Comedian Louis C.K. shares his take on our skewed sense of reality. Amazing things are going on all around us and we take them for granted. Along these lines I’m reading a great book called “Little Heathens: Hard Times and High Spirits on an Iowa Farm During the Great Depression.” little heathens

And now that I’m reading this book it annoys me even more when people try to compare the times we’re living in now, this “great” recession, to the Great Depression. I realize times are very tough now. Tougher than we’ve seen it in a very, very long time. But our great country is still, even in these “hard” times, so incredibly blessed. I recently listened to a story on the BBC World News commenting on a woman trying to feed her family in a small village in India. All they had to eat were lentils with water. Every meal. Every day. A segment on 60 Minutes years ago interviewed America’s poor. They interviewed the poor of NYC. America’s poor didn’t have their own health insurance – but they had Medicaid. They couldn’t afford to go out to eat – but they had food stamps. They lived in NY City and they didn’t have a car, but they had cable. Before I’m blasted for my comments let me say I am very aware that people are struggling every day in this country. I’m just saying that maybe, just maybe, there are some of us out there that need to readjust our perception. What IS poor? What IS tragic?
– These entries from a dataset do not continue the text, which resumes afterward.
//! Ordered enumeration of a channel's history.

use std::sync::Arc;

use crate::{
    backoff::BackoffController,
    domain::{ChatId, MessageId, SourceMessage},
    errors::ProviderError,
    ports::ChannelProvider,
};

/// Inclusive id bounds for a range clone. Open on either side when `None`.
#[derive(Clone, Copy, Debug, Default, PartialEq, Eq)]
pub struct IdRange {
    pub start: Option<i32>,
    pub end: Option<i32>,
}

impl IdRange {
    pub fn full() -> Self {
        Self::default()
    }

    pub fn between(start: i32, end: i32) -> Self {
        Self {
            start: Some(start),
            end: Some(end),
        }
    }

    pub fn contains(&self, id: MessageId) -> bool {
        self.start.map_or(true, |s| id.0 >= s) && self.end.map_or(true, |e| id.0 <= e)
    }

    pub fn is_full(&self) -> bool {
        self.start.is_none() && self.end.is_none()
    }
}

impl std::fmt::Display for IdRange {
    fn fmt(&self, f: &mut std::fmt::Formatter<'_>) -> std::fmt::Result {
        match (self.start, self.end) {
            (None, None) => write!(f, "all"),
            (s, e) => write!(
                f,
                "{}..={}",
                s.map(|v| v.to_string()).unwrap_or_default(),
                e.map(|v| v.to_string()).unwrap_or_default()
            ),
        }
    }
}

/// Result of an enumeration. `error` is set when paging stopped early; the
/// messages collected up to that point are still usable.
#[derive(Debug, Default)]
pub struct FetchOutcome {
    pub messages: Vec<SourceMessage>,
    pub pages: usize,
    pub error: Option<ProviderError>,
}

impl FetchOutcome {
    pub fn is_partial(&self) -> bool {
        self.error.is_some()
    }
}

pub struct MessageSource {
    provider: Arc<dyn ChannelProvider>,
    page_size: usize,
}

impl MessageSource {
    pub fn new(provider: Arc<dyn ChannelProvider>, page_size: usize) -> Self {
        Self {
            provider,
            page_size: page_size.max(1),
        }
    }

    /// Fetch the whole history newest-to-oldest, then return it ascending by id,
    /// restricted to `range`. Rate limits are waited out; any other page failure
    /// ends paging and is reported in `FetchOutcome::error`.
    pub async fn fetch_ordered(
        &self,
        channel: ChatId,
        range: IdRange,
        backoff: &mut BackoffController,
    ) -> FetchOutcome {
        let mut out = FetchOutcome::default();
        let mut cursor: Option<MessageId> = None;

        loop {
            let page = match self
                .provider
                .fetch_history_page(channel, cursor, self.page_size)
                .await
            {
                Ok(page) => page,
                Err(ProviderError::RateLimited(d)) => {
                    backoff.wait(d).await;
                    continue;
                }
                Err(e) => {
                    tracing::warn!(
                        channel = channel.0,
                        pages = out.pages,
                        collected = out.messages.len(),
                        error = %e,
                        "history enumeration stopped early"
                    );
                    out.error = Some(e);
                    break;
                }
            };

            if page.is_empty() {
                break;
            }
            out.pages += 1;

            let Some(oldest) = page.iter().map(|m| m.id).min() else {
                break;
            };
            out.messages
                .extend(page.into_iter().filter(|m| range.contains(m.id)));

            if cursor.is_some_and(|prev| oldest >= prev) {
                tracing::warn!(cursor = %oldest, "provider cursor did not move back, stopping");
                break;
            }
            cursor = Some(oldest);

            // Everything further back is below the range.
            if range.start.is_some_and(|s| oldest.0 <= s) {
                break;
            }
        }

        out.messages.sort_by_key(|m| m.id);
        out.messages.dedup_by_key(|m| m.id);
        tracing::info!(
            channel = channel.0,
            pages = out.pages,
            messages = out.messages.len(),
            range = %range,
            "history collected"
        );
        out
    }
}

#[cfg(test)]
pub(crate) mod fake {
    //! In-memory provider shared by the core tests.

    use std::{
        collections::{BTreeMap, HashMap},
        path::{Path, PathBuf},
        sync::Mutex,
        time::Duration,
    };

    use async_trait::async_trait;

    use crate::{
        domain::{ChatId, MessageBody, MessageId, SourceMessage},
        errors::{ProviderError, ProviderResult},
        ports::ChannelProvider,
    };

    #[derive(Clone, Debug, PartialEq, Eq)]
    pub enum Call {
        Page(Option<i32>),
        Text(i32),
        Media(i32),
        Download(i32),
    }

    #[derive(Default)]
    pub struct FakeProvider {
        pub history: BTreeMap<i32, SourceMessage>,
        pub calls: Mutex<Vec<Call>>,
        pub sent: Mutex<Vec<String>>,
        pub send_times: Mutex<Vec<(i32, tokio::time::Instant)>>,
        /// Scripted failures for sends, consumed in order per message id.
        pub send_failures: Mutex<HashMap<i32, Vec<ProviderError>>>,
        /// Fail the n-th page fetch (0-based).
        pub fail_page: Option<usize>,
        pub fail_download: bool,
    }

    impl FakeProvider {
        pub fn with_messages(msgs: Vec<SourceMessage>) -> Self {
            Self {
                history: msgs.into_iter().map(|m| (m.id.0, m)).collect(),
                ..Self::default()
            }
        }

        pub fn text_channel(ids: impl IntoIterator<Item = i32>) -> Self {
            Self::with_messages(
                ids.into_iter()
                    .map(|i| SourceMessage::text(i, &format!("msg {i}")))
                    .collect(),
            )
        }

        pub fn fail_send(&self, id: i32, errors: Vec<ProviderError>) {
            self.send_failures.lock().unwrap().insert(id, errors);
        }

        pub fn rate_limit_once(&self, id: i32, secs: u64) {
            self.fail_send(id, vec![ProviderError::RateLimited(Duration::from_secs(secs))]);
        }

        pub fn calls(&self) -> Vec<Call> {
            self.calls.lock().unwrap().clone()
        }

        pub fn send_attempts(&self) -> Vec<i32> {
            self.calls()
                .into_iter()
                .filter_map(|c| match c {
                    Call::Text(i) | Call::Media(i) => Some(i),
                    _ => None,
                })
                .collect()
        }

        pub fn sent(&self) -> Vec<String> {
            self.sent.lock().unwrap().clone()
        }

        pub fn send_times_of(&self, id: i32) -> Vec<tokio::time::Instant> {
            self.send_times
                .lock()
                .unwrap()
                .iter()
                .filter(|(i, _)| *i == id)
                .map(|(_, t)| *t)
                .collect()
        }

        fn scripted_failure(&self, id: i32) -> Option<ProviderError> {
            self.send_times
                .lock()
                .unwrap()
                .push((id, tokio::time::Instant::now()));
            let mut map = self.send_failures.lock().unwrap();
            let queue = map.get_mut(&id)?;
            if queue.is_empty() {
                return None;
            }
            Some(queue.remove(0))
        }

        fn id_for_text(&self, text: &str) -> i32 {
            self.history
                .values()
                .find(|m| matches!(&m.body, MessageBody::Text(t) if t == text))
                .map(|m| m.id.0)
                .unwrap_or(-1)
        }
    }

    #[async_trait]
    impl ChannelProvider for FakeProvider {
        async fn fetch_history_page(
            &self,
            _channel: ChatId,
            before: Option<MessageId>,
            page_size: usize,
        ) -> ProviderResult<Vec<SourceMessage>> {
            let n = {
                let mut calls = self.calls.lock().unwrap();
                let n = calls.iter().filter(|c| matches!(c, Call::Page(_))).count();
                calls.push(Call::Page(before.map(|b| b.0)));
                n
            };
            if self.fail_page == Some(n) {
                return Err(ProviderError::Failed("page fetch failed".to_string()));
            }
            let upper = before.map(|b| b.0).unwrap_or(i32::MAX);
            Ok(self
                .history
                .range(..upper)
                .rev()
                .take(page_size)
                .map(|(_, m)| m.clone())
                .collect())
        }

        async fn send_text(&self, _channel: ChatId, text: &str) -> ProviderResult<()> {
            let id = self.id_for_text(text);
            self.calls.lock().unwrap().push(Call::Text(id));
            if let Some(e) = self.scripted_failure(id) {
                return Err(e);
            }
            self.sent.lock().unwrap().push(text.to_string());
            Ok(())
        }

        async fn send_media(
            &self,
            _channel: ChatId,
            message: &SourceMessage,
            blob: &Path,
            caption: &str,
        ) -> ProviderResult<()> {
            self.calls.lock().unwrap().push(Call::Media(message.id.0));
            if !blob.exists() {
                return Err(ProviderError::Failed("blob missing".to_string()));
            }
            if let Some(e) = self.scripted_failure(message.id.0) {
                return Err(e);
            }
            self.sent
                .lock()
                .unwrap()
                .push(format!("media:{}:{caption}", message.id.0));
            Ok(())
        }

        async fn download_media(
            &self,
            message: &SourceMessage,
            dest_dir: &Path,
        ) -> ProviderResult<PathBuf> {
            self.calls.lock().unwrap().push(Call::Download(message.id.0));
            if self.fail_download {
                return Err(ProviderError::Failed("download failed".to_string()));
            }
            std::fs::create_dir_all(dest_dir).map_err(|e| ProviderError::Failed(e.to_string()))?;
            let path = dest_dir.join(format!("media_{}.bin", message.id.0));
            std::fs::write(&path, b"blob").map_err(|e| ProviderError::Failed(e.to_string()))?;
            Ok(path)
        }
    }
}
And so you can blast me armed with a little background knowledge let me put it out there that both my husband and I are college educated. But we worked for our education, paying for it through student loans and part-time jobs.  My husband makes enough money so that I can stay home with our children. We have a nice home and two cars. But it wasn’t always this way. And for a while, I was a single mother, teaching at a private school, making just above poverty level. In fact, if my car had been 2 years older I would have qualified for food stamps. But I didn’t feel poor. When I was very young I grew up in a home where all four of us kids slept in the only bedroom and my parents slept on a pull out couch in the living room. We rotated four meals throughout the week: spaghetti, mac and cheese, spanish rice and hotdogs and beans. My grandparents had to help us out periodically and I remember so looking forward to going to their house to be able to eat something different and have fresh fruit! Even then, I didn’t feel poor.  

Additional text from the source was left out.